Our Place Among the Infinities.
Louisa May Alcott’s Astrology And Kabbala
(Alcott, Louisa May). Proctor, Richard. A. Our Place Among Infinities...To Which Are Added Essays on the Jewish Sabbath and Astrology... New York: D. Appleton and Company, 1876.
8vo.; green cloth, stamped in gilt and blind; tips lightly worn, covers lightly rubbed. In a specially made cloth slipcase.
First edition of Proctor’s collection, printing twelve essays including “Past and Future of the Earth” (1-34); “Seeming Wastes in Nature” (35-44) and “Saturn and the Sabbath of the Jews” (290-313). Alcott’s copy, signed, “Louisa May Alcott 1880” on the front pastedown.
An intriguing item from the library of Louisa May Alcott, demonstrating the author’s little-documented interest in Judaic affairs. Recent scholarship has attested to the breadth of Alcott’s vision and talents. Besides the legendary Little Women, Alcott wrote countless other novels, short stories, and mysteries; she also was a prolific author of non-fiction essays on women’s rights, abolitionism, educational reform, and other major social issues of her era.
The scant information available suggests that Alcott’s curiosity about the Jewish religion and people was first sparked during meetings of the Boston Radical Club, which she attended faithfully from 1868 through 1880. The Radical Club, founded by John T. Sargent and his wife Mary Fiske Sargent, brought together leading intellectuals for regular discussions of literature and religion. Alcott–who as a schoolteacher instructed the Sargent’s daughter, Kitty–was an enthusiastic participant in Radical Club activities, joining other members (including Harriet Beecher Stowe, Ralph Waldo Emerson, Octavious Brooks Frothingham, Kate Field, and Celia Thaxter) at the Sargent’s 18 Chestnut Street home for tea and animated debates on such topics as “Individuality of Character,” “Courage,” “The Woman Suffrage Question,” and “The Historical View of Jesus” (Myerson & Shealy, eds. The Journals of Louisa May Alcott, Boston: Little Brown, 1989, 14). Numerous entries in Alcott’s journal record her impressions of Radical Club meetings, in particular those of the non-denominational club’s “Free Religion Association Series.” Among the talks Alcott attended were Thomas Wentworth Higginson’s lecture on “The Character of Buddha”; Octavious Brooks Frothingham’s lecture on Borromeo the saint; and Rabbi Max Lilienthal’s lecture on “The Religious Idea in History” (Journals, 185).

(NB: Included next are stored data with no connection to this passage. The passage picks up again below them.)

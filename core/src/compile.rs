//! Whole-table compilation.
//!
//! [`compile_table`] validates a declaration once and produces every
//! artifact for it from a single physical column list, so the column order
//! of CREATE, INSERT, both SELECTs and the UPDATE `SET` list always agree.

use crate::artifact::CompiledTable;
use crate::ddl::{compile_drop, create_unchecked, ensure_valid};
use crate::dml::{
    compile_delete, compile_insert, compile_select_all, compile_select_by_key, compile_update,
};
use crate::error::Result;
use crate::TableDeclaration;

/// Compiles every artifact for `table`.
///
/// Tables without a primary key get CREATE, DROP, INSERT and SELECT_ALL
/// only. A table whose only column is its key gets no UPDATE.
///
/// # Errors
///
/// Returns [`CompileError::Invalid`](crate::CompileError::Invalid) if the
/// declaration fails validation.
///
/// # Examples
///
/// ```
/// use sqlforge_core::{PrimaryKey, TableDeclaration, Verb, compile_table};
///
/// let widget = TableDeclaration::new("WIDGET")
///     .column("id", "")
///     .column("label", "")
///     .primary_key(PrimaryKey::new("id"));
///
/// let compiled = compile_table(&widget).unwrap();
/// assert_eq!(compiled.artifacts.len(), 7);
/// assert_eq!(
///     compiled.artifact(Verb::Delete).unwrap().sql,
///     "DELETE FROM WIDGET WHERE id = ?;"
/// );
/// ```
pub fn compile_table(table: &TableDeclaration) -> Result<CompiledTable> {
    ensure_valid(table)?;

    let name = table.name.as_str();
    let constraints = &table.constraints;
    let (create, columns) = create_unchecked(table);

    let mut artifacts = vec![
        create,
        compile_drop(name),
        compile_insert(name, &columns),
        compile_select_all(name, &columns, &constraints.order_by),
    ];

    let primary_key = constraints.primary_key_column().map(str::to_string);
    if let Some(key) = primary_key.as_deref() {
        artifacts.push(compile_select_by_key(
            name,
            &columns,
            key,
            &constraints.order_by,
        ));
        artifacts.extend(compile_update(name, &columns, key));
        artifacts.push(compile_delete(name, key));
    }

    Ok(CompiledTable {
        table: table.name.clone(),
        columns,
        primary_key,
        artifacts,
    })
}

#[cfg(test)]
mod tests {
    use super::*;
    use crate::template::select_columns;
    use crate::{ColumnGroup, PrimaryKey, Verb};

    fn ship() -> TableDeclaration {
        TableDeclaration::new("SHIP")
            .column("id", "")
            .column("name", "")
            .column("pos", "")
            .column("hull", 100)
            .group(ColumnGroup::new("pos").field("x", 0.0).field("y", 0.0))
            .primary_key(PrimaryKey::new("id"))
            .order_by("name")
    }

    #[test]
    fn test_column_order_agrees_across_artifacts() {
        let compiled = compile_table(&ship()).unwrap();
        let expected = vec!["id", "name", "pos_x", "pos_y", "hull"];
        assert_eq!(compiled.columns, expected);

        let insert = &compiled.artifact(Verb::Insert).unwrap().sql;
        assert!(insert.starts_with("INSERT INTO SHIP (id, name, pos_x, pos_y, hull) VALUES"));

        for verb in [Verb::SelectAll, Verb::SelectByPk] {
            let sql = &compiled.artifact(verb).unwrap().sql;
            assert_eq!(select_columns(sql).unwrap(), expected);
        }

        let update = &compiled.artifact(Verb::Update).unwrap().sql;
        assert_eq!(
            update,
            "UPDATE SHIP SET name=?, pos_x=?, pos_y=?, hull=? WHERE id = ?;"
        );
        assert_eq!(compiled.update_columns(), vec!["name", "pos_x", "pos_y", "hull"]);

        let create = &compiled.artifact(Verb::Create).unwrap().sql;
        let positions: Vec<usize> = expected
            .iter()
            .map(|c| create.find(&format!("{c} ")).unwrap())
            .collect();
        assert!(positions.windows(2).all(|w| w[0] < w[1]));
    }

    #[test]
    fn test_keyless_table_has_no_keyed_artifacts() {
        let table = TableDeclaration::new("EVENT").column("message", "");
        let compiled = compile_table(&table).unwrap();
        let verbs: Vec<Verb> = compiled.artifacts.iter().map(|a| a.verb).collect();
        assert_eq!(
            verbs,
            vec![Verb::Create, Verb::Drop, Verb::Insert, Verb::SelectAll]
        );
        assert!(compiled.primary_key.is_none());
    }

    #[test]
    fn test_key_only_table_has_no_update() {
        let table = TableDeclaration::new("TAG")
            .column("name", "")
            .primary_key(PrimaryKey::new("name"));
        let compiled = compile_table(&table).unwrap();
        assert!(compiled.artifact(Verb::Update).is_none());
        assert!(compiled.artifact(Verb::Delete).is_some());
    }

    #[test]
    fn test_ordering_applies_to_both_selects() {
        let compiled = compile_table(&ship()).unwrap();
        assert_eq!(
            compiled.artifact(Verb::SelectAll).unwrap().sql,
            "SELECT id, name, pos_x, pos_y, hull FROM SHIP ORDER BY name;"
        );
        assert_eq!(
            compiled.artifact(Verb::SelectByPk).unwrap().sql,
            "SELECT id, name, pos_x, pos_y, hull FROM SHIP WHERE id = ? ORDER BY name;"
        );
    }

    #[test]
    fn test_invalid_table_is_not_compiled() {
        let table = TableDeclaration::new("").column("a", "");
        assert!(compile_table(&table).is_err());
    }
}
//! Compiled statements and their naming convention.
//!
//! Every table compiles to a set of [`CompiledArtifact`]s, one per
//! [`Verb`], named `{VERB}_{TABLE}`. CREATE and DROP are DDL; the rest are
//! DML with `?` positional placeholders.

use std::fmt;
use std::str::FromStr;

use serde::{Deserialize, Serialize};

/// Statement kind of an artifact.
#[derive(Debug, Clone, Copy, PartialEq, Eq, Hash, PartialOrd, Ord, Serialize, Deserialize)]
#[serde(rename_all = "SCREAMING_SNAKE_CASE")]
pub enum Verb {
    /// `CREATE TABLE IF NOT EXISTS`
    Create,
    /// `DROP TABLE IF EXISTS`
    Drop,
    /// `INSERT INTO`
    Insert,
    /// `SELECT` of every row.
    SelectAll,
    /// `SELECT` filtered by primary key.
    SelectByPk,
    /// `UPDATE` by primary key.
    Update,
    /// `DELETE` by primary key.
    Delete,
}

impl Verb {
    /// All verbs in compilation order.
    pub const ALL: [Verb; 7] = [
        Verb::Create,
        Verb::Drop,
        Verb::Insert,
        Verb::SelectAll,
        Verb::SelectByPk,
        Verb::Update,
        Verb::Delete,
    ];

    /// Returns the name used in artifact names.
    pub fn as_str(&self) -> &'static str {
        match self {
            Self::Create => "CREATE",
            Self::Drop => "DROP",
            Self::Insert => "INSERT",
            Self::SelectAll => "SELECT_ALL",
            Self::SelectByPk => "SELECT_BY_PK",
            Self::Update => "UPDATE",
            Self::Delete => "DELETE",
        }
    }

    /// Returns `true` for data-definition verbs.
    pub fn is_ddl(&self) -> bool {
        matches!(self, Self::Create | Self::Drop)
    }

    /// Returns `true` for verbs that need a primary key.
    pub fn is_keyed(&self) -> bool {
        matches!(self, Self::SelectByPk | Self::Update | Self::Delete)
    }
}

impl fmt::Display for Verb {
    fn fmt(&self, f: &mut fmt::Formatter<'_>) -> fmt::Result {
        f.write_str(self.as_str())
    }
}

impl FromStr for Verb {
    type Err = String;

    fn from_str(s: &str) -> Result<Self, Self::Err> {
        let upper = s.to_ascii_uppercase();
        Verb::ALL
            .into_iter()
            .find(|v| v.as_str() == upper)
            .ok_or_else(|| format!("unknown verb: {s}"))
    }
}

/// Returns the artifact name for `verb` on `table`.
///
/// # Examples
///
/// ```
/// use sqlforge_core::{Verb, artifact_name};
///
/// assert_eq!(artifact_name(Verb::SelectByPk, "WIDGET"), "SELECT_BY_PK_WIDGET");
/// ```
pub fn artifact_name(verb: Verb, table: &str) -> String {
    format!("{}_{}", verb.as_str(), table)
}

/// Splits an artifact name back into verb and table.
pub fn parse_artifact_name(name: &str) -> Option<(Verb, &str)> {
    Verb::ALL.into_iter().find_map(|verb| {
        name.strip_prefix(verb.as_str())
            .and_then(|rest| rest.strip_prefix('_'))
            .filter(|table| !table.is_empty())
            .map(|table| (verb, table))
    })
}

/// One generated statement.
#[derive(Debug, Clone, PartialEq, Eq, Serialize, Deserialize)]
pub struct CompiledArtifact {
    /// Table the statement targets.
    pub table: String,
    /// Statement kind.
    pub verb: Verb,
    /// Statement text.
    pub sql: String,
}

impl CompiledArtifact {
    /// Creates an artifact.
    pub fn new(table: impl Into<String>, verb: Verb, sql: impl Into<String>) -> Self {
        Self {
            table: table.into(),
            verb,
            sql: sql.into(),
        }
    }

    /// Returns the artifact name, `{VERB}_{TABLE}`.
    pub fn name(&self) -> String {
        artifact_name(self.verb, &self.table)
    }
}

/// Every artifact compiled for one table, plus its column order.
#[derive(Debug, Clone, PartialEq, Eq, Serialize, Deserialize)]
pub struct CompiledTable {
    /// Table name.
    pub table: String,
    /// Authoritative physical column order.
    pub columns: Vec<String>,
    /// Primary-key column, if any.
    pub primary_key: Option<String>,
    /// Compiled statements.
    pub artifacts: Vec<CompiledArtifact>,
}

impl CompiledTable {
    /// Returns the artifact for `verb`, if compiled.
    pub fn artifact(&self, verb: Verb) -> Option<&CompiledArtifact> {
        self.artifacts.iter().find(|a| a.verb == verb)
    }

    /// Returns the columns in `UPDATE ... SET` order (all but the key).
    pub fn update_columns(&self) -> Vec<&str> {
        self.columns
            .iter()
            .map(String::as_str)
            .filter(|c| Some(*c) != self.primary_key.as_deref())
            .collect()
    }
}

A letter from Alcott to her mother (April 15, 1872) gives a vivid flavor of the multicultural, multi-religious character of the Radical Club meetings:
Dear Marmee–Had a very transcendental day yesterday, and at night my head was ‘swelling wisibly’ with the ideas cast into it. The [Radical] Club was a funny mixture of rabbis and weedy old ladies, the ‘oversoul’ and oysters. Papa and B. [Minister Cyrus A. Bartol] flew out of sight like a pair of Platonic balloons, and we tried to follow, but couldn’t. In the P.M. went to R. W. E.’s [Ralph Waldo Emerson‘s] reading. All the literary birds were out in full feather....Dear B. beamed upon me from the depths of his funny little cloak and said, “We are getting on well, ain’t we?” W. bowed his Jewish head, and rolled his fine eye at me... (Myerson & Shealy, The Selected Letters of Louisa May Alcott, Boston: Little Brown, 1987, 165)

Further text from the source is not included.